MaplePrimes Activity


These are replies submitted by Jjjones98

@dharr I have obtained a solution but at some points I get in the final result Dirac(2,t), can I take this to be a product of distributions Dirac(2) times Dirac(t)?  (I'll assume such a product is well-defined in my context).

@dharr  I think I have resolved my problem but I realise that there are points when I am using the two-sided Laplace transform instead of one-side when I use invlaplace, is it possible to specify that I need the two-sided transform?

@dharr When I try just invfourier(AA,k) to work with the frequency only it says that a third algebraic variable is required, also Maple Help says the calling sequence is the following where w is the variable with respect to which the expression is transformed and t is the parameter of the transform:

 

invfourier(expr, w, t)

@dharr I have tried to modify the file you sent me but doesn't work for some reason so I have just attached the relevant bit, it leads on from the file which you sent

Example.mw

 

 

@dharr I have tried inverse Fourier transforming the result but do not an exact expression, is this correct?

Linear_System.mw

@dharr Is there also a function invfourier which takes the inverse Fourier transform?  I essentially need to take the one-dimensional inverse Laplace transform of each variable as you say, but then I need to follow that with the one-dimensional inverse Fourier transform (ie. the result of what has been inverse Laplace transformed then needs to be inverse Fourier transformed).

@Christian Wolinski That doesn't really work, perhaps I should explain what I am attempting a bit more clearly?

@Rouben Rostamian  I think it might be impossible but would be willing to listen if anyone else has any ideas.

@Rouben Rostamian  

I will explain the context a bit more, essentially I am looking for some inverse Fourier transforms in 2D.  As a specific example I would like the 2D inverse Fourier transform of

 

((2*i*k_1)/(k*(1 + 2*k*lambda)))*exp(-z*k);

 

where

k=sqrt(k_1^2 + k_2^2)

A trick you can use with some complex analysis is the fact that the 2D Fourier transform of exp(-z*k) is (z/r^3).

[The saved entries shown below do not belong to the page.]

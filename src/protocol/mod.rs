//! WebSocket protocol message types.
//!
//! This module defines the text frames exchanged between the client and a
//! Pixelix device.
//!
//! # Protocol Overview
//!
//! Every frame is a list of tokens separated by `;`:
//!
//! | Frame | Direction | Layout |
//! |-------|-----------|--------|
//! | Command | Client → Device | `NAME` or `NAME;p1;p2;...` |
//! | Success | Device → Client | `ACK;f1;f2;...` |
//! | Failure | Device → Client | `<tag>;reason?` (device sends `NACK`) |
//! | Event | Device → Client | `EVT;KIND;f1;f2;...` |
//!
//! Success frames carry no type information of their own. Their fields are
//! interpreted according to the name of the command that is currently
//! pending, see [`reply::decode_reply`].
//!
//! # Modules
//!
//! | Module | Description |
//! |--------|-------------|
//! | `codec` | Inbound frame splitting and field parsing |
//! | `command` | Command definitions and encoding |
//! | `event` | Event types and event decoder table |
//! | `reply` | Typed replies and per-command decoder table |

// ============================================================================
// Submodules
// ============================================================================

/// Inbound frame decoding.
pub mod codec;

/// Command definitions and wire encoding.
pub mod command;

/// Asynchronous event types.
pub mod event;

/// Typed command replies.
pub mod reply;

// ============================================================================
// Re-exports
// ============================================================================

pub use codec::{ACK_TAG, DELIMITER, DecodeError, EVT_TAG, Frame, Outcome, decode_frame};
pub use command::{Command, CommandName, FadeEffect, IperfOptions, IperfProtocol, Param};
pub use event::{Event, LogLevel, LogRecord};
pub use reply::{
    Brightness, DisplayContent, Installation, IperfStatus, LogStreaming, PluginAlias,
    PluginList, Reply, SlotDuration, SlotInfo, SlotTable, decode_reply,
};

Then differentiating wrt to k_1 corresponds to multiplication by x, so after multiplying by -i and dividing by z you get  

 

FT[x/r^3] = (i*k_1/k)*exp(-z*k);

 

 If I could get(1/((1 + 2*k*lambda)))*exp(-z*k) using the same process I suppose I can then get the full inverse Fourier transform by convolution, but I need a substitution to be able to transform this part, let me know if that's not clear what I mean.

@Carl Love I realised that I made a mistake and that my original system should in fact have been a system of 3 equations for 3 unknowns.  I have solved this now for A,B,C but the first unknown ends up being very bulky again (although I can see that some terms can be collected).  So for the system we have 

-sqrt(Pi/2)*H/(2*k)*exp(-k*h)*I + B*exp(-k*h) + B*sqrt(Pi/2)*K*k*exp(-k*h) = h/(4*Pi*K)*H*exp(-k*h)*I/k - sqrt(Pi/2)*h/(2*Pi)*H*exp(-k*h)*I,

-sqrt(Pi/2)*J/(2*k)*exp(-k*h)*I + C*exp(-k*h) + C*sqrt(Pi/2)*K*k*exp(-k*h) = h/(4*Pi*K)*J*exp(-k*h)*I/k - sqrt(Pi/2)*h/(2*Pi)*J*exp(-k*h)*I,

0 = -H*(B*exp(-k*z) + H*A*I/(2*K*k)*z*exp(k*z) - H*A*I/(2*K*k)*h*exp(k*z))*I - J*(C*exp(-k*z) + J*A*I/(2*K*k)*z*exp(k*z) - J*A*I/(2*K*k)*h*exp(k*z))*I + A/(2*K)*exp(-k*z) - k*A/(2*K)*z*exp(-k*z) + k*A/(2*K)*h*exp(-k*z).

I then create the system and solve it with solve(sys, {A, B, C}) but the value of A is very long.  I assume that the solution which Maple finds is the unique solution to the system of equations?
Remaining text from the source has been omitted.